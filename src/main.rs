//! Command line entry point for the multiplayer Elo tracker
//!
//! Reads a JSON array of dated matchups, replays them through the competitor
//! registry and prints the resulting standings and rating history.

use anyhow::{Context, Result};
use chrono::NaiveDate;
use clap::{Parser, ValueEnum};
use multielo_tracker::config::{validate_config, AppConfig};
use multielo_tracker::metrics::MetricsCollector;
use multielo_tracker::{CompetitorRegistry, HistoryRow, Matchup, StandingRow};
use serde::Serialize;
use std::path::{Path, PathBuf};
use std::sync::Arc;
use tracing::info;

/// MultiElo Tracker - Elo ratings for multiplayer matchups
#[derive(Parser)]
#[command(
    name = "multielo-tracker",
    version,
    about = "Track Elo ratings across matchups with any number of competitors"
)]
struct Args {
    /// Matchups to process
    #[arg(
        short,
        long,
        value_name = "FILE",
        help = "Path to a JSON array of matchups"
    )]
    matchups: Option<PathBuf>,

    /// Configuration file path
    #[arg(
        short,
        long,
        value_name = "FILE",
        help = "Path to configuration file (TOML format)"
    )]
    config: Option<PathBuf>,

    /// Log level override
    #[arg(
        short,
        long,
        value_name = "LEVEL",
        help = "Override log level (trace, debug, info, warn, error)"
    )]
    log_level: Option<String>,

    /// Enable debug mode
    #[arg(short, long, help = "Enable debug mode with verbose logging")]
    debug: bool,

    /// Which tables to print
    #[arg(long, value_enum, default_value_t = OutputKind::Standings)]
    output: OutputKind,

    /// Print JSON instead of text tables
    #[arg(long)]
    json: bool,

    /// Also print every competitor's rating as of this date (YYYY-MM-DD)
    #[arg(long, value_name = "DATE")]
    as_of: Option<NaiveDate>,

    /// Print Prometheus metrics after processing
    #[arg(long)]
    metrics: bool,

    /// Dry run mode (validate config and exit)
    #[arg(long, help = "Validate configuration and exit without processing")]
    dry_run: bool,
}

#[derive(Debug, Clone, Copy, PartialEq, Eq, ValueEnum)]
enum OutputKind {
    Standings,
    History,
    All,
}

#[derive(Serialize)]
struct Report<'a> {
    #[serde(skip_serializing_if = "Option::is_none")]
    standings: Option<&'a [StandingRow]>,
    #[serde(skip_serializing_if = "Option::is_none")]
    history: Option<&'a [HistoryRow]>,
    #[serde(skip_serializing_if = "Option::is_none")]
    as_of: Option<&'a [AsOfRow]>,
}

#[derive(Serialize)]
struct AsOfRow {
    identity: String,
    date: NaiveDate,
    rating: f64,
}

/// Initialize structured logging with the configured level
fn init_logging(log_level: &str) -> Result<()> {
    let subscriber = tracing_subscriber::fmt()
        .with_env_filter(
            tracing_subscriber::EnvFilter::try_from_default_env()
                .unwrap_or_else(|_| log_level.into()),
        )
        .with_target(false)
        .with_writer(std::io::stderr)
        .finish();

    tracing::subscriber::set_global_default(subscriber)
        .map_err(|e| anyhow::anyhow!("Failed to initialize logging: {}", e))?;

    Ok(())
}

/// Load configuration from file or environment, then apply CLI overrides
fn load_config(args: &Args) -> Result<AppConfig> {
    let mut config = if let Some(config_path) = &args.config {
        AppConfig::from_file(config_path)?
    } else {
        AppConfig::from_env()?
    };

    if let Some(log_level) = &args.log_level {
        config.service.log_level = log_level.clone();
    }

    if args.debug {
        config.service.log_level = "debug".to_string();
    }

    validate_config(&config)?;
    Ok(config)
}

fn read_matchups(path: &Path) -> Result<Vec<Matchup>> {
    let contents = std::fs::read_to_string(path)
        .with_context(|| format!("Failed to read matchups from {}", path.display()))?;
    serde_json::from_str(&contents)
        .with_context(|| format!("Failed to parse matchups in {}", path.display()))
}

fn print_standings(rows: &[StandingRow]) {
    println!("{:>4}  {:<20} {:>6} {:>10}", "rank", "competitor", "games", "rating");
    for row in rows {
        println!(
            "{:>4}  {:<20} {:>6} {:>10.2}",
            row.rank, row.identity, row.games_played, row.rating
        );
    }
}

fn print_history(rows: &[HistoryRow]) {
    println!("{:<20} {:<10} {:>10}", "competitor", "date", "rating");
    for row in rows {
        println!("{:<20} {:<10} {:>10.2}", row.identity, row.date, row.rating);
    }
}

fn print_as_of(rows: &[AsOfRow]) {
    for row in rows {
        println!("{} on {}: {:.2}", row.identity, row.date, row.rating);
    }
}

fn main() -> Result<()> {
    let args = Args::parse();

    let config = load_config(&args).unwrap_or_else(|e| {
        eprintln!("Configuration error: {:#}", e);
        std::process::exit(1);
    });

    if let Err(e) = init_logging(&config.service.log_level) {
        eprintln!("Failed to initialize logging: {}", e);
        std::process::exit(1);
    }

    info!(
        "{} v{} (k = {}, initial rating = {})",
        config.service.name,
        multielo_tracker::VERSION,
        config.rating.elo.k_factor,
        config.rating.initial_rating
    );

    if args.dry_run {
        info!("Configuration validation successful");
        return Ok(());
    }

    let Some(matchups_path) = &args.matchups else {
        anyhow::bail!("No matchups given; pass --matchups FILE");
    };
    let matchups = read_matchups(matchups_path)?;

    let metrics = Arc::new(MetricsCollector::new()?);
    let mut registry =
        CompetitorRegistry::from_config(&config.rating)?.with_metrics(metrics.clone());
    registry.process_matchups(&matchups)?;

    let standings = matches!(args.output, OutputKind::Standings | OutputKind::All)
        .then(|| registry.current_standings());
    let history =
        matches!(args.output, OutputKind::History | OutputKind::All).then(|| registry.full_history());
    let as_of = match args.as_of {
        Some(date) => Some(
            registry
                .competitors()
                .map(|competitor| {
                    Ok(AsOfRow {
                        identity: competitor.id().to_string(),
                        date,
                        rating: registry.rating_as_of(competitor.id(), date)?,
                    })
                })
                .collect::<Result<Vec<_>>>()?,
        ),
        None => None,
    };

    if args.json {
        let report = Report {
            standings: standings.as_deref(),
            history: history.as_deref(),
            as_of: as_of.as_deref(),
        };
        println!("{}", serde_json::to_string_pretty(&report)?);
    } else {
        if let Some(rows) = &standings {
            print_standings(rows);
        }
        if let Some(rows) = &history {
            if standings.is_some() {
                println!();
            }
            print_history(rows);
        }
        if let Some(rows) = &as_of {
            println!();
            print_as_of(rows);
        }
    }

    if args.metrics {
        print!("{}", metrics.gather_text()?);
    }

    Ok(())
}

————

For every line of the records that has the word "bool" in it, make a copy.

ANSWER BELOW -
    debug: bool,
    json: bool,
    metrics: bool,
    dry_run: bool,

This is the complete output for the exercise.